(INPUT MATERIAL begins)

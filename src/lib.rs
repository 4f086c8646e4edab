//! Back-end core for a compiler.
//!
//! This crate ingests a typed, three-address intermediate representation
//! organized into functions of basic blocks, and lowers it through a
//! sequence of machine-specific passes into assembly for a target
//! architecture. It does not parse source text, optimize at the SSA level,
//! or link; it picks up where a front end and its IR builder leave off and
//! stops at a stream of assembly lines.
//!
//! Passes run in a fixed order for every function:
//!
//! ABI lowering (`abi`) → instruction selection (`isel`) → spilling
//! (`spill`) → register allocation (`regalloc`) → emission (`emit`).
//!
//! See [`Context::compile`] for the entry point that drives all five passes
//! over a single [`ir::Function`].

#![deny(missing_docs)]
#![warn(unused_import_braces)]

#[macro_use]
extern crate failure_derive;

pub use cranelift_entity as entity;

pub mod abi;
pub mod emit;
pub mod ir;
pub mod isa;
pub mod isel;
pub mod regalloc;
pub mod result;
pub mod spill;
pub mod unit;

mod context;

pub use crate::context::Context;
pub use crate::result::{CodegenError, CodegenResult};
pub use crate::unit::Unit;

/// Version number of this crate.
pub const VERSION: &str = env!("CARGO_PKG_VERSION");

(INPUT MATERIAL ends)

▶ [PROBLEM TO WORK ON]: Starting at the line that contains "of assembly lines.", transcribe every line through the last line of the entries above, exactly, and nothing else.

▶ [WRITTEN ANSWER]:
//! stops at a stream of assembly lines.
//!
//! Passes run in a fixed order for every function:
//!
//! ABI lowering (`abi`) → instruction selection (`isel`) → spilling
//! (`spill`) → register allocation (`regalloc`) → emission (`emit`).
//!
//! See [`Context::compile`] for the entry point that drives all five passes
//! over a single [`ir::Function`].

#![deny(missing_docs)]
#![warn(unused_import_braces)]

#[macro_use]
extern crate failure_derive;

pub use cranelift_entity as entity;

pub mod abi;
pub mod emit;
pub mod ir;
pub mod isa;
pub mod isel;
pub mod regalloc;
pub mod result;
pub mod spill;
pub mod unit;

mod context;

pub use crate::context::Context;
pub use crate::result::{CodegenError, CodegenResult};
pub use crate::unit::Unit;

/// Version number of this crate.
pub const VERSION: &str = env!("CARGO_PKG_VERSION");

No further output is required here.